自分の近い関係の人でこれらの病気を抱えている人を知らない(打ち明けていないだけかもしれないが)から、それぞれの症状が出てくるシーンは少しショッキングだった。こういう病気だからという基本情報があるから受け入れられているが、もし何も知らない自分が同じ場面に出くわしたらと思うと、きっとこんな物語どおりのスマートな対応はとれないだろう。自分の日常生活における想像力の欠如を痛感した。

自分を開示しながら、徐々に同じ方向を向いていく藤沢と山添の姿は現実世界におけるかなり現実的な理想だ。ときにおせっかいな行動になるかもしれないけど善意しかないから、受け手も心なしか開襟をし始める。失敗を恐れずに、この人のためにどうにかしようという隣人愛あふれる姿勢が眩しい。

それでいて、この2人を暖かく見守る会社の同僚たちがとにかく素敵だ。会社社長や山添の元上司の過去の経験がさらっと描かれるが、その過去を乗り越えて生きていく姿や他者への還元の姿勢の美しさがもっとこの世界にあればいいのにと思った。

藤沢と山添の関係を全然ウェットにしない展開も素晴らしかった。
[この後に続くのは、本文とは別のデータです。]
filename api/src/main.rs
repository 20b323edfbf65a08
use std::net::SocketAddr;
use std::sync::Arc;

use axum::extract::MatchedPath;
use dotenvy::dotenv;
use http::HeaderValue;
use tower_http::cors::{AllowOrigin, CorsLayer};
use tower_http::trace::TraceLayer;
use tracing::info;

use api::application::ports::password_hasher::PasswordHashPort;
use api::bootstrap::app_context::{AppContext, AppServices};
use api::bootstrap::config::{Config, StoreBackend};
use api::infrastructure::crypto::Argon2PasswordHasher;
use utoipa::OpenApi;
use utoipa_swagger_ui::SwaggerUi;

#[derive(OpenApi)]
#[openapi(
        paths(
            api::presentation::http::auth::register,
            api::presentation::http::auth::login,
            api::presentation::http::auth::logout,
            api::presentation::http::auth::me,
            api::presentation::http::users::get_user,
            api::presentation::http::users::delete_user,
            api::presentation::http::users::add_feedback,
            api::presentation::http::feedback::get_feedback,
            api::presentation::http::feedback::update_feedback,
            api::presentation::http::feedback::delete_feedback,
            api::presentation::http::health::health,
        ),
        components(schemas(
            api::presentation::http::auth::RegisterRequest,
            api::presentation::http::auth::LoginRequest,
            api::presentation::http::auth::LoginResponse,
            api::presentation::http::auth::UserResponse,
            api::presentation::http::users::UserProfileResponse,
            api::presentation::http::feedback::FeedbackRequest,
            api::presentation::http::feedback::FeedbackResponse,
            api::presentation::http::errors::FormErrorResponse,
            api::presentation::http::health::HealthResp,
        )),
        tags(
            (name = "Auth", description = "Registration and sessions"),
            (name = "Users", description = "Account profile and deletion"),
            (name = "Feedback", description = "Feedback notes"),
            (name = "Health", description = "System health checks")
        )
    )]
struct ApiDoc;

fn cors_layer(cfg: &Config) -> CorsLayer {
    let methods = [
        http::Method::GET,
        http::Method::POST,
        http::Method::PUT,
        http::Method::DELETE,
        http::Method::OPTIONS,
    ];
    let headers = [http::header::CONTENT_TYPE, http::header::AUTHORIZATION];
    match cfg.frontend_url.as_deref().map(HeaderValue::from_str) {
        Some(Ok(origin)) => CorsLayer::new()
            .allow_origin(origin)
            .allow_methods(methods)
            .allow_headers(headers)
            .allow_credentials(true),
        _ if cfg.is_production => {
            // FRONTEND_URL is enforced by Config in production; deny all otherwise
            CorsLayer::new()
                .allow_origin(AllowOrigin::exact(HeaderValue::from_static(
                    "http://invalid",
                )))
                .allow_methods(methods)
                .allow_headers(headers)
        }
        _ => CorsLayer::new()
            .allow_origin(AllowOrigin::mirror_request())
            .allow_methods(methods)
            .allow_headers(headers)
            .allow_credentials(true),
    }
}

#[tokio::main]
async fn main() -> anyhow::Result<()> {
    dotenv().ok();

    tracing_subscriber::fmt()
        .with_env_filter(
            std::env::var("RUST_LOG")
                .unwrap_or_else(|_| "api=debug,feedback_api=debug,axum=info,tower_http=info".into()),
        )
        .init();

    let cfg = Config::from_env()?;
    info!(?cfg, "Starting feedback backend");

    let password_hasher: Arc<dyn PasswordHashPort> =
        Arc::new(Argon2PasswordHasher::new(cfg.hashing)?);

    let services = match cfg.store_backend {
        StoreBackend::Postgres => {
            let pool = api::infrastructure::db::connect_pool(
                &cfg.database_url,
                cfg.database_max_connections,
            )
            .await?;
            api::infrastructure::db::migrate(&pool).await?;
            let user_repo = Arc::new(
                api::infrastructure::db::repositories::user_repository_sqlx::SqlxUserRepository::new(
                    pool.clone(),
                ),
            );
            let feedback_repo = Arc::new(
                api::infrastructure::db::repositories::feedback_repository_sqlx::SqlxFeedbackRepository::new(
                    pool.clone(),
                ),
            );
            let health_probe = Arc::new(
                api::infrastructure::db::repositories::health_probe_sqlx::SqlxHealthProbe::new(pool),
            );
            AppServices::new(user_repo, feedback_repo, password_hasher, health_probe)
        }
        StoreBackend::Memory => {
            tracing::warn!("store_backend_memory_data_is_not_persisted");
            AppServices::in_memory(password_hasher)
        }
    };

    let ctx = AppContext::new(cfg.clone(), services);

    let app = api::presentation::http::api_router(ctx)
        .merge(SwaggerUi::new("/api/docs").url("/api/openapi.json", ApiDoc::openapi()))
        .layer(cors_layer(&cfg))
        .layer(
            TraceLayer::new_for_http().make_span_with(|req: &http::Request<_>| {
                let method = req.method().clone();
                let uri = req.uri().clone();
                let matched = req
                    .extensions()
                    .get::<MatchedPath>()
                    .map(|p| p.as_str().to_string())
                    .unwrap_or_default();
                tracing::info_span!("http", %method, %uri, matched_path = %matched)
            }),
        );

    let api_addr = SocketAddr::from(([0, 0, 0, 0], cfg.api_port));
    info!(%api_addr, "HTTP API listening");
    let listener = tokio::net::TcpListener::bind(api_addr).await?;
    axum::serve(listener, app)
        .with_graceful_shutdown(shutdown_signal())
        .await?;
    info!("HTTP API stopped");
    Ok(())
}

async fn shutdown_signal() {
    if let Err(e) = tokio::signal::ctrl_c().await {
        tracing::error!(error = ?e, "failed to listen for shutdown signal");
    }
}
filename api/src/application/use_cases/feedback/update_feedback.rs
use super::{FeedbackInput, OwnedAccess};
use crate::application::ports::feedback_repository::FeedbackRepository;
use crate::domain::feedback::feedback::Feedback;

pub struct UpdateFeedback<'a, R: FeedbackRepository + ?Sized> {
    pub repo: &'a R,
}

impl<'a, R: FeedbackRepository + ?Sized> UpdateFeedback<'a, R> {
    pub async fn execute(
        &self,
        id: i32,
        actor: &str,
        input: FeedbackInput,
    ) -> anyhow::Result<OwnedAccess<Feedback>> {
        match self.repo.get(id).await? {
            None => return Ok(OwnedAccess::NotFound),
            Some(f) if !f.is_owned_by(actor) => return Ok(OwnedAccess::Forbidden),
            Some(_) => {}
        }
        Ok(
            match self.repo.update(id, &input.title, &input.content).await? {
                Some(updated) => OwnedAccess::Granted(updated),
                None => OwnedAccess::NotFound,
            },
        )
    }
}
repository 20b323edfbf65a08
pub mod http;
use async_trait::async_trait;

use crate::domain::users::user::User;

/// Unique column a write collided with.
#[derive(Debug, Clone, Copy, PartialEq, Eq)]
pub enum UniqueField {
    Username,
    Email,
}

impl UniqueField {
    pub fn as_str(&self) -> &'static str {
        match self {
            UniqueField::Username => "username",
            UniqueField::Email => "email",
        }
    }
}

/// Raised by repositories (inside `anyhow::Error`) when the store rejects a
/// write because of a uniqueness constraint.
#[derive(Debug, Clone, Copy, thiserror::Error)]
#[error("{} already exists", .field.as_str())]
pub struct StoreConflict {
    pub field: UniqueField,
}

#[async_trait]
pub trait UserRepository: Send + Sync {
    /// Commits a freshly registered user. Fails with [`StoreConflict`] on a
    /// duplicate username or email.
    async fn insert_user(&self, user: &User) -> anyhow::Result<User>;
    async fn find_by_username(&self, username: &str) -> anyhow::Result<Option<User>>;
    async fn email_exists(&self, email: &str) -> anyhow::Result<bool>;
    /// Deletes the user and every feedback row it owns.
    async fn delete_user(&self, username: &str) -> anyhow::Result<bool>;
}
超現代的なコミュニケーションのすれ違いが起きる場面は自然的だし、テキストでやりとりをする社会の中で、そのテキストの内容を全く見せず2人の表情だけで想像させる演出も好きだった。

山添が言っていた「3回に1回なら助けられる」というセリフが心に残り続ける。自分はきっと人に優しくしたいんだけど、それが失敗したら迷惑になるかもしれないということに恐れていたんだと思う。それが段々と自分の生活の息苦しさの一因になっている気がした。相手を理解することも優しさだ。まずはなんとなく人に優しくなろうと思うし、優しくされようと感じた。ポケットティッシュを優雅にもらおう。